But so here we have a virgin poet in a world of rape and malice. To read another story about a young man who decides to be a pure poet struggling to make it in a depraved world did not seem like anything I would feel up for and I the first hundred or so-pages there were serious doubts about whether I had accidentally gotten the name of the book or the author mixed up. I found myself reading some kind of smut with all kinds of perversions enclosed and I was quite confused as to how I was supposed to tackle it. My social conscience kept telling me that I should put it down, that nothing good could come of it as it seemed only to contain John Barth's lurid fantasies, but my literary conscience told me to keep reading and not be so quick to judge. One quote from Sunday Times helped my keeping on as it told the reader to trust nothing in this tome, that nothing but the fact of what a sot-weed factor is (the manager of a tobacco plantation) was what it appeared to be. And as the story started to unfold and I noticed the first incongruities in the reports of events unfolding around Ebenezer, it was getting harder and harder to put the book down. I am a sucker for anything meta, and find that these days, I tend to enjoy being led around in circles by an author smarter than me.
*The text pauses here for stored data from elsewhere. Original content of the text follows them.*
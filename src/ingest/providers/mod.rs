// src/ingest/providers/mod.rs
pub mod caltrans_cwwp2;
pub mod caltrans_kml;
pub mod http;
pub mod nevada_511;

use std::sync::Arc;
use std::time::{Duration, Instant};

use async_trait::async_trait;
use chrono::{DateTime, Utc};
use metrics::{counter, histogram};
use serde::{Deserialize, Serialize};

use crate::error::IngestError;
use crate::ingest::config::IngestConfig;
use crate::ingest::types::{GeoPoint, NormalizedEvent, SourceId, SourceProvider};

pub use http::{Fetcher, HttpFetcher, StaticFetcher, UnconfiguredFetcher};

/// Lat/lon rectangle used to keep map placemarks near the passes.
#[derive(Debug, Clone, Copy, PartialEq, Serialize, Deserialize)]
#[serde(rename_all = "camelCase")]
pub struct Bounds {
    pub min_lon: f64,
    pub max_lon: f64,
    pub min_lat: f64,
    pub max_lat: f64,
}

impl Bounds {
    pub const SIERRA: Bounds = Bounds {
        min_lon: -123.0,
        max_lon: -118.0,
        min_lat: 37.0,
        max_lat: 41.0,
    };

    pub fn contains(&self, p: GeoPoint) -> bool {
        p.lon >= self.min_lon && p.lon <= self.max_lon && p.lat >= self.min_lat && p.lat <= self.max_lat
    }
}

impl Default for Bounds {
    fn default() -> Self {
        Self::SIERRA
    }
}

/// Inputs every parser needs besides the payload.
#[derive(Debug, Clone, Copy)]
pub struct ParseContext {
    /// Cycle time; used as `lastUpdatedAt` when a record has none.
    pub generated_at: DateTime<Utc>,
    pub bounds: Bounds,
}

impl ParseContext {
    pub fn new(generated_at: DateTime<Utc>) -> Self {
        Self {
            generated_at,
            bounds: Bounds::SIERRA,
        }
    }
}

/// Upstream payload shapes this crate understands.
#[derive(Debug, Clone, Copy, PartialEq, Eq)]
pub enum FeedParser {
    CaltransKml,
    CaltransChainControl,
    CaltransLaneClosure,
    Nevada511,
}

impl FeedParser {
    pub fn source(self) -> SourceId {
        match self {
            FeedParser::CaltransKml => SourceId::CaltransQuickmap,
            FeedParser::CaltransChainControl => SourceId::CaltransChainControl,
            FeedParser::CaltransLaneClosure => SourceId::CaltransLaneClosure,
            FeedParser::Nevada511 => SourceId::Nevada511,
        }
    }

    pub fn for_source(source: SourceId) -> Self {
        match source {
            SourceId::CaltransQuickmap => FeedParser::CaltransKml,
            SourceId::CaltransChainControl => FeedParser::CaltransChainControl,
            SourceId::CaltransLaneClosure => FeedParser::CaltransLaneClosure,
            SourceId::Nevada511 => FeedParser::Nevada511,
        }
    }

    pub fn parse(self, body: &[u8], ctx: &ParseContext) -> Result<Vec<NormalizedEvent>, IngestError> {
        match self {
            FeedParser::CaltransKml => caltrans_kml::parse(body, ctx),
            FeedParser::CaltransChainControl => caltrans_cwwp2::parse_chain_controls(body, ctx),
            FeedParser::CaltransLaneClosure => caltrans_cwwp2::parse_lane_closures(body, ctx),
            FeedParser::Nevada511 => nevada_511::parse(body, ctx),
        }
    }
}

/// A source = one fetcher (one or more endpoints) + one parser.
pub struct FeedProvider {
    parser: FeedParser,
    fetcher: Arc<dyn Fetcher>,
    bounds: Bounds,
}

impl FeedProvider {
    pub fn new(parser: FeedParser, fetcher: Arc<dyn Fetcher>) -> Self {
        Self {
            parser,
            fetcher,
            bounds: Bounds::SIERRA,
        }
    }

    /// Provider that always serves the given payload (tests, offline runs).
    pub fn from_fixture(parser: FeedParser, body: &str) -> Self {
        Self::new(parser, Arc::new(StaticFetcher::from_fixture(body)))
    }

    pub fn with_bounds(mut self, bounds: Bounds) -> Self {
        self.bounds = bounds;
        self
    }

    fn parse_all(
        &self,
        payloads: &[Vec<u8>],
        generated_at: DateTime<Utc>,
    ) -> Result<Vec<NormalizedEvent>, IngestError> {
        let t0 = Instant::now();
        let ctx = ParseContext {
            generated_at,
            bounds: self.bounds,
        };
        let mut out = Vec::new();
        for body in payloads {
            out.extend(self.parser.parse(body, &ctx)?);
        }

        let ms = t0.elapsed().as_secs_f64() * 1_000.0;
        histogram!("ingest_parse_ms").record(ms);
        counter!("ingest_events_total").increment(out.len() as u64);
        Ok(out)
    }
}

#[async_trait]
impl SourceProvider for FeedProvider {
    fn source(&self) -> SourceId {
        self.parser.source()
    }

    async fn fetch_latest(
        &self,
        generated_at: DateTime<Utc>,
    ) -> Result<Vec<NormalizedEvent>, IngestError> {
        let payloads = self.fetcher.fetch().await?;
        self.parse_all(&payloads, generated_at)
    }
}

/// HTTP-backed providers for every enabled source, with their minimum
/// fetch intervals, in `SourceId` order.
pub fn from_config(
    cfg: &IngestConfig,
) -> Result<Vec<(Arc<dyn SourceProvider>, Duration)>, IngestError> {
    let mut out: Vec<(Arc<dyn SourceProvider>, Duration)> = Vec::new();
    for id in SourceId::ALL {
        let sc = cfg.source(id);
        if !sc.enabled {
            tracing::info!(target: "ingest", source = %id, "source disabled by config");
            continue;
        }
        let fetcher: Arc<dyn Fetcher> = match (id, cfg.nevada_api_key.as_deref()) {
            (SourceId::Nevada511, None) => {
                Arc::new(UnconfiguredFetcher::new("NEVADA_511_API_KEY is not set"))
            }
            (SourceId::Nevada511, Some(key)) => Arc::new(
                HttpFetcher::new(sc.urls.clone(), cfg.http_timeouts())?
                    .with_query("key", key)
                    .with_query("format", "json"),
            ),
            _ => Arc::new(HttpFetcher::new(sc.urls.clone(), cfg.http_timeouts())?),
        };
        let provider = FeedProvider::new(FeedParser::for_source(id), fetcher).with_bounds(cfg.bounds);
        out.push((Arc::new(provider), sc.min_interval()));
    }
    Ok(out)
}

/// Unix epoch in seconds or milliseconds (values above 1e12 are millis).
pub(crate) fn epoch_to_utc(value: f64) -> Option<DateTime<Utc>> {
    if !value.is_finite() || value <= 0.0 {
        return None;
    }
    let millis = if value > 1_000_000_000_000.0 {
        value
    } else {
        value * 1_000.0
    };
    DateTime::from_timestamp_millis(millis.round() as i64)
}

/// First "lon,lat[,alt]" tuple of a KML coordinate list.
pub(crate) fn first_coordinate(coords: &str) -> Option<GeoPoint> {
    let first = coords.split_whitespace().next()?;
    let mut parts = first.split(',');
    let lon = parts.next()?.trim().parse::<f64>().ok()?;
    let lat = parts.next()?.trim().parse::<f64>().ok()?;
    (lon.is_finite() && lat.is_finite()).then_some(GeoPoint { lat, lon })
}

pub(crate) fn point_from(lat: Option<f64>, lon: Option<f64>) -> Option<GeoPoint> {
    match (lat, lon) {
        (Some(lat), Some(lon)) if lat != 0.0 || lon != 0.0 => Some(GeoPoint { lat, lon }),
        _ => None,
    }
}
I keep asking myself some questions that makes me feel as dumbfounded as Ebenezer himself. Who is this book really for? Is it supposed to make people feel uncomfortable or am I just way too much of a prude to even be thinking in this way? As literary work it should stand on its own – forever disconnected from time and space – even though it contains all manners of misogynistic and misanthropic sentiment. On the other hand, this is still just a book. Life has been horrible, and still is, to so many so what difference does it make to tell a story about it. Is it the way in which it is told that got me sometime? That appalling acts like rape, racism and murder almost seemed justified at times? But, did they really though, or had that something to do with my interpretation? What does it even matter that I have read it or that I am trying to review it in some way? Am I simply trying to justify my reading of this racy and bawdy book? To be honest, I do not even know anymore since all this running around in circles, going back and forth over yonder Maryland has got me quite confused. And that counts for a lot in a world where everything is so simple and straightforward that you understand that it cannot simply be so but ignore that thought altogether.
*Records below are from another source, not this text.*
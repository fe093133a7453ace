// tests/text_extract.rs
use chain_map_aggregator::ingest::clean_text;
use chain_map_aggregator::ingest::extract::{
    extract_chain_level, extract_direction, extract_direction_field, extract_highway,
    extract_route_field, RouteTable,
};
use chain_map_aggregator::ingest::types::{ChainLevel, Direction};

#[test]
fn clean_text_strips_markup_and_entities() {
    assert_eq!(clean_text(""), "");
    assert_eq!(
        clean_text("  <p>Chains&nbsp;required</p>\n\n<br/>for &quot;all&quot; vehicles &#39;now&#39; "),
        "Chains required for \"all\" vehicles 'now'"
    );
    assert_eq!(clean_text("R-2 &amp; R-3"), "R-2 & R-3");
}

#[test]
fn headline_scenario_fields() {
    let text = "EB I-80 Chain Control level R-2 Chains required for all vehicles except 4WD.";
    assert_eq!(
        extract_highway(text, RouteTable::California).as_deref(),
        Some("I-80")
    );
    assert_eq!(extract_direction(text), Some(Direction::EB));
    assert_eq!(extract_chain_level(text), ChainLevel::R2);
}

#[test]
fn chain_level_precedence() {
    assert_eq!(extract_chain_level("NO CHAIN controls; R-2 lifted"), ChainLevel::R0);
    assert_eq!(extract_chain_level("No restrictions"), ChainLevel::R0);
    assert_eq!(extract_chain_level("R1"), ChainLevel::R1);
    assert_eq!(extract_chain_level("R - 3 in effect"), ChainLevel::R3);
    assert_eq!(extract_chain_level("R/C"), ChainLevel::RC);
    assert_eq!(extract_chain_level("RC chain controls"), ChainLevel::RC);
    assert_eq!(extract_chain_level("ARC lights"), ChainLevel::Unknown);
    assert_eq!(extract_chain_level("ESC over the summit"), ChainLevel::Esc);
    assert_eq!(extract_chain_level("HT only"), ChainLevel::HT);
    assert_eq!(extract_chain_level("Snow flurries"), ChainLevel::Unknown);
    assert_eq!(extract_chain_level(""), ChainLevel::Unknown);
}

#[test]
fn route_tables_differ_by_region() {
    assert_eq!(
        extract_highway("SR 28 near Tahoe City", RouteTable::California).as_deref(),
        Some("CA-28")
    );
    assert_eq!(
        extract_highway("SR 28 near Incline", RouteTable::Nevada).as_deref(),
        Some("NV-28")
    );
    assert_eq!(
        extract_highway("SR-207 Kingsbury Grade", RouteTable::Nevada).as_deref(),
        Some("SR-207")
    );
    assert_eq!(extract_highway("Main Street", RouteTable::California), None);
    assert_eq!(extract_highway("I-805 at Mission Valley", RouteTable::California), None);
    assert_eq!(extract_highway("US 505", RouteTable::California), None);
    assert!(RouteTable::Nevada.is_allowed("nv-431"));
    assert!(!RouteTable::California.is_allowed("US-395"));
}

#[test]
fn structured_route_and_direction_fields() {
    let ca = RouteTable::California;
    assert_eq!(extract_route_field("080", ca).as_deref(), Some("I-80"));
    assert_eq!(extract_route_field("88", ca).as_deref(), Some("CA-88"));
    assert_eq!(extract_route_field("US-50", ca).as_deref(), Some("US-50"));
    assert_eq!(extract_route_field("5", ca), None);
    assert_eq!(extract_route_field("", ca), None);

    assert_eq!(extract_direction_field("East"), Some(Direction::EB));
    assert_eq!(extract_direction_field("s"), Some(Direction::SB));
    assert_eq!(extract_direction_field("Northbound"), Some(Direction::NB));
    assert_eq!(extract_direction_field("Both"), None);
    assert_eq!(extract_direction("westbound at Meyers"), Some(Direction::WB));
}
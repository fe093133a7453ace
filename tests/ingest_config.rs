// tests/ingest_config.rs
use chain_map_aggregator::ingest::config::{load_ingest_config_default, load_ingest_config_from};
use chain_map_aggregator::ingest::providers::{self, Bounds};
use chain_map_aggregator::ingest::types::{SourceId, SourceProvider};
use std::path::PathBuf;
use std::time::Duration;
use std::{env, fs};

const ENV_KEYS: [&str; 5] = [
    "INGEST_CONFIG_PATH",
    "NEVADA_511_API_KEY",
    "INGEST_TOKEN",
    "INGEST_INTERVAL_SECS",
    "CACHE_DIR",
];

fn clear_env() {
    for k in ENV_KEYS {
        env::remove_var(k);
    }
}

#[serial_test::serial]
#[test]
fn parse_toml_and_json_paths() {
    clear_env();
    let dir = tempfile::tempdir().unwrap();

    let p_toml = dir.path().join("ingest.toml");
    fs::write(
        &p_toml,
        r#"
cycle_deadline_secs = 10
cache_dir = "/var/cache/chains"

[bounds]
minLon = -121.0
maxLon = -119.0
minLat = 38.0
maxLat = 40.0

[sources.caltrans_quickmap]
urls = ["http://localhost:9000/cc.kml"]
"#,
    )
    .unwrap();
    let cfg = load_ingest_config_from(&p_toml).unwrap();
    assert_eq!(cfg.cycle_deadline(), Duration::from_secs(10));
    assert_eq!(cfg.cache_dir, PathBuf::from("/var/cache/chains"));
    assert_eq!(cfg.bounds.min_lon, -121.0);
    assert_eq!(
        cfg.source(SourceId::CaltransQuickmap).urls,
        vec!["http://localhost:9000/cc.kml".to_string()]
    );
    assert_eq!(cfg.interval_secs, 60, "unset fields keep defaults");

    let p_json = dir.path().join("ingest.json");
    fs::write(
        &p_json,
        r#"{"ingest_token":"from-file","sources":{"nevada_511":{"min_interval_secs":600}}}"#,
    )
    .unwrap();
    let cfg = load_ingest_config_from(&p_json).unwrap();
    assert_eq!(cfg.ingest_token.as_deref(), Some("from-file"));
    assert_eq!(cfg.source(SourceId::Nevada511).min_interval(), Duration::from_secs(600));
    assert_eq!(cfg.bounds, Bounds::SIERRA);

    let p_bad = dir.path().join("bad.toml");
    fs::write(&p_bad, "interval_secs = \"soon\"").unwrap();
    assert!(load_ingest_config_from(&p_bad).is_err());
}

#[serial_test::serial]
#[test]
fn env_overrides_file_values() {
    clear_env();
    let dir = tempfile::tempdir().unwrap();
    let p = dir.path().join("ingest.toml");
    fs::write(
        &p,
        "interval_secs = 90\nnevada_api_key = \"ENV\"\ningest_token = \"file-token\"\n",
    )
    .unwrap();

    env::set_var("NEVADA_511_API_KEY", "  nv-key ");
    env::set_var("INGEST_TOKEN", "env-token");
    env::set_var("INGEST_INTERVAL_SECS", "45");
    env::set_var("CACHE_DIR", "/tmp/chain-cache");

    let cfg = load_ingest_config_from(&p).unwrap();
    assert_eq!(cfg.nevada_api_key.as_deref(), Some("nv-key"));
    assert_eq!(cfg.ingest_token.as_deref(), Some("env-token"));
    assert_eq!(cfg.interval(), Duration::from_secs(45));
    assert_eq!(cfg.cache_dir, PathBuf::from("/tmp/chain-cache"));

    env::set_var("INGEST_INTERVAL_SECS", "often");
    assert!(load_ingest_config_from(&p).is_err());
    clear_env();
}

#[serial_test::serial]
#[test]
fn default_uses_env_then_fallbacks() {
    clear_env();
    // Isolate the CWD so the test never reads a real config/ directory.
    let old = env::current_dir().unwrap();
    let tmp = tempfile::tempdir().unwrap();
    env::set_current_dir(tmp.path()).unwrap();

    // 1) Nothing on disk → defaults
    let cfg = load_ingest_config_default().unwrap();
    assert_eq!(cfg.interval_secs, 60);
    assert_eq!(cfg.nevada_api_key, None);
    assert_eq!(cfg.source(SourceId::CaltransChainControl).urls.len(), 2);

    // 2) ./config/ingest.json, then ./config/ingest.toml wins over it
    let cfg_dir = tmp.path().join("config");
    fs::create_dir_all(&cfg_dir).unwrap();
    fs::write(cfg_dir.join("ingest.json"), r#"{"interval_secs": 30}"#).unwrap();
    assert_eq!(load_ingest_config_default().unwrap().interval_secs, 30);
    fs::write(cfg_dir.join("ingest.toml"), "interval_secs = 20").unwrap();
    assert_eq!(load_ingest_config_default().unwrap().interval_secs, 20);

    // 3) INGEST_CONFIG_PATH has priority; a dangling path is an error
    let p_env = tmp.path().join("custom.json");
    fs::write(&p_env, r#"{"interval_secs": 5}"#).unwrap();
    env::set_var("INGEST_CONFIG_PATH", p_env.display().to_string());
    assert_eq!(load_ingest_config_default().unwrap().interval_secs, 5);
    env::set_var("INGEST_CONFIG_PATH", tmp.path().join("nope.toml").display().to_string());
    assert!(load_ingest_config_default().is_err());
    env::remove_var("INGEST_CONFIG_PATH");

    env::set_current_dir(&old).unwrap();
}

#[serial_test::serial]
#[test]
fn providers_follow_enabled_sources() {
    clear_env();
    let dir = tempfile::tempdir().unwrap();
    let p = dir.path().join("ingest.toml");
    fs::write(
        &p,
        r#"
[sources.caltrans_lane_closure]
enabled = false

[sources.caltrans_quickmap]
enabled = false
"#,
    )
    .unwrap();
    let cfg = load_ingest_config_from(&p).unwrap();
    let built = providers::from_config(&cfg).unwrap();
    let ids: Vec<SourceId> = built.iter().map(|(p, _)| p.source()).collect();
    assert_eq!(ids, vec![SourceId::CaltransChainControl, SourceId::Nevada511]);
    assert_eq!(built[0].1, Duration::from_secs(60));
    assert_eq!(built[1].1, Duration::from_secs(120));
}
So now, it seems that I have written this review in which I have said nothing about what I actually thought about the book. I would like to say that I hoped this would be like Ebenezers poetry: that I could just write it and in the end it would make sense. But that would be a cop out so for once I am actually going to take my head out of the sand and state that I liked it because it had characters like Joan, Mary and Anna. Plus, Ebenezer kind of redeems himself in the end when he questions his belief of the world and realizes that it might actually be a pretty horrible place: "did the "real" John Coode exist at all independently of his several impersonators, or was he merely a fiction created by his supposed collaborators for the purpose of shedding their responsibilities, just as businessmen incorporate limited-liability companies to answer for their adventures?"

Nothing is as it seems.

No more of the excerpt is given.